The reasons are partly biological and partly behavioral. Younger people tend to have more flexible connective tissue that doesn’t scar down as tightly after a tear. They’re also more likely to return to contact sports and overhead activities that put the shoulder in vulnerable positions. Older adults have stiffer tissue that heals with more scar formation, which actually helps prevent the shoulder from slipping out again, though they face a higher risk of rotator cuff tears and nerve damage instead.

When Surgery Becomes Necessary

Surgery is generally considered when dislocations keep happening, when there’s significant bone loss on the socket or the ball, or when a young athlete plays a contact or overhead sport where the risk of recurrence is high. The most common procedure repairs the torn labrum and reattaches it to the socket rim, restoring the bumper effect.

If more than about 20% of the socket bone has been worn away by repeated dislocations, a standard labral repair won’t hold. In those cases, surgeons transfer a small piece of bone from nearby on the shoulder blade to rebuild the socket’s front edge. This adds both a bony block and extra soft tissue reinforcement.

For bone dents on the ball that are large enough to engage with the socket rim, surgeons can fill the dent with soft tissue or pack it with a bone graft to restore a smooth, round surface. The choice between these approaches depends on the size and location of the defect.

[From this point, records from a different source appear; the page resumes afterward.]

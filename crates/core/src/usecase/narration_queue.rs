use std::sync::atomic::{AtomicBool, AtomicU64, AtomicUsize, Ordering};
use std::sync::Arc;

use tokio::sync::{mpsc, Notify};
use tokio::task::JoinHandle;
use tokio::time::{sleep_until, Instant};

use crate::domain::error::AppError;
use crate::domain::narration::NarrationScript;
use crate::infra::speech::SpeechEngine;

/// 読み上げキュー: 単一ワーカーが台本を1件ずつ順番に読み上げる。
///
/// 台本内の各発話は、ワーカーがその台本を取り出した時刻からの
/// オフセットで発話される。発話は完了を待ってから次へ進むため、
/// 発話同士・台本同士が重なることはない。
pub struct NarrationQueue {
    tx: mpsc::UnboundedSender<NarrationJob>,
    shared: Arc<QueueShared>,
    worker: parking_lot::Mutex<Option<JoinHandle<()>>>,
}

struct NarrationJob {
    job_id: String,
    generation: u64,
    script: NarrationScript,
}

struct QueueShared {
    /// cancel() のたびに進む。古い世代のジョブは読み上げない。
    generation: AtomicU64,
    interrupt: Notify,
    pending: AtomicUsize,
    stopped: AtomicBool,
}

impl QueueShared {
    fn is_stale(&self, job: &NarrationJob) -> bool {
        job.generation != self.generation.load(Ordering::SeqCst)
    }
}

impl NarrationQueue {
    /// ワーカーを起動する（Tokioランタイム内で呼ぶこと）
    pub fn start(engine: Arc<dyn SpeechEngine>) -> Self {
        let (tx, rx) = mpsc::unbounded_channel();
        let shared = Arc::new(QueueShared {
            generation: AtomicU64::new(0),
            interrupt: Notify::new(),
            pending: AtomicUsize::new(0),
            stopped: AtomicBool::new(false),
        });

        let handle = tokio::spawn(run_worker(rx, engine, shared.clone()));

        Self {
            tx,
            shared,
            worker: parking_lot::Mutex::new(Some(handle)),
        }
    }

    /// 台本を末尾に積む。空の台本は積まない。
    pub fn enqueue(&self, script: NarrationScript) -> Option<String> {
        if script.is_empty() {
            return None;
        }
        if self.shared.stopped.load(Ordering::SeqCst) {
            log::warn!("Narration worker is stopped; dropping narration");
            return None;
        }

        let job_id = uuid::Uuid::new_v4().to_string();
        let job = NarrationJob {
            job_id: job_id.clone(),
            generation: self.shared.generation.load(Ordering::SeqCst),
            script,
        };

        self.shared.pending.fetch_add(1, Ordering::SeqCst);
        if self.tx.send(job).is_err() {
            self.shared.pending.fetch_sub(1, Ordering::SeqCst);
            log::warn!("Narration worker is stopped; dropping narration");
            return None;
        }

        log::debug!("Narration queued: {job_id}");
        Some(job_id)
    }

    /// 待機中の台本をすべて破棄し、読み上げ中の台本を中断する
    pub fn cancel(&self) {
        let generation = self.shared.generation.fetch_add(1, Ordering::SeqCst) + 1;
        self.shared.interrupt.notify_waiters();
        log::debug!("Narration canceled (generation {generation})");
    }

    /// 未完了（待機中 + 読み上げ中）の台本数
    pub fn pending(&self) -> usize {
        self.shared.pending.load(Ordering::SeqCst)
    }

    pub fn is_idle(&self) -> bool {
        self.pending() == 0
    }

    /// ワーカーを停止する。以降の enqueue は捨てられる。
    pub fn shutdown(&self) {
        self.shared.stopped.store(true, Ordering::SeqCst);
        self.cancel();
        if let Some(handle) = self.worker.lock().take() {
            handle.abort();
        }
    }
}

impl Drop for NarrationQueue {
    fn drop(&mut self) {
        if let Some(handle) = self.worker.get_mut().take() {
            handle.abort();
        }
    }
}

async fn run_worker(
    mut rx: mpsc::UnboundedReceiver<NarrationJob>,
    engine: Arc<dyn SpeechEngine>,
    shared: Arc<QueueShared>,
) {
    while let Some(job) = rx.recv().await {
        if shared.is_stale(&job) {
            log::debug!("Narration dropped: {}", job.job_id);
        } else {
            narrate_job(&job, engine.as_ref(), &shared).await;
        }
        shared.pending.fetch_sub(1, Ordering::SeqCst);
    }
    log::debug!("Narration worker stopped");
}

async fn narrate_job(job: &NarrationJob, engine: &dyn SpeechEngine, shared: &QueueShared) {
    let started = Instant::now();

    for utterance in &job.script.utterances {
        let notified = shared.interrupt.notified();
        tokio::pin!(notified);
        // 世代チェックより先に登録して通知の取りこぼしを防ぐ
        notified.as_mut().enable();

        if shared.is_stale(job) {
            break;
        }

        tokio::select! {
            _ = sleep_until(started + utterance.offset) => {}
            _ = &mut notified => {}
        }

        if shared.is_stale(job) {
            log::debug!("Narration interrupted: {}", job.job_id);
            break;
        }

        // 発話の完了を待つ。中断されたら発話ごと破棄する。
        tokio::select! {
            result = engine.speak(&utterance.text) => {
                if let Err(e) = result {
                    let err = AppError::from(e);
                    log::warn!("Narration failed: {err}");
                }
            }
            _ = &mut notified => {
                log::debug!("Narration interrupted while speaking: {}", job.job_id);
                break;
            }
        }
    }
}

What Recovery Looks Like Long Term

Most people who dislocate a shoulder once and complete a full rehab program return to their normal activities without lasting limitations. The shoulder may never feel exactly the same. Some people describe a lingering sense of looseness or mild apprehension when the arm is in certain positions, particularly with the arm raised and rotated outward, the same position it was in when it dislocated.

Repeated dislocations take a cumulative toll. Each event can chip away more bone from the socket and ball, stretch the capsule further, and damage cartilage inside the joint. Over years, this accelerates wear and tear. Patients with multiple dislocations have a meaningfully higher risk of developing arthritis in that shoulder compared to the general population. Keeping the joint stable, whether through rehab or surgery, is the best way to protect it from this kind of long-term damage.

Restricting high-risk activities also matters in the early months. One study found that patients who avoided sports for at least six weeks after their first dislocation had significantly fewer recurrences than those who returned sooner. This doesn’t mean permanent avoidance, but allowing enough healing time before returning to activities that stress the shoulder makes a measurable difference in outcomes.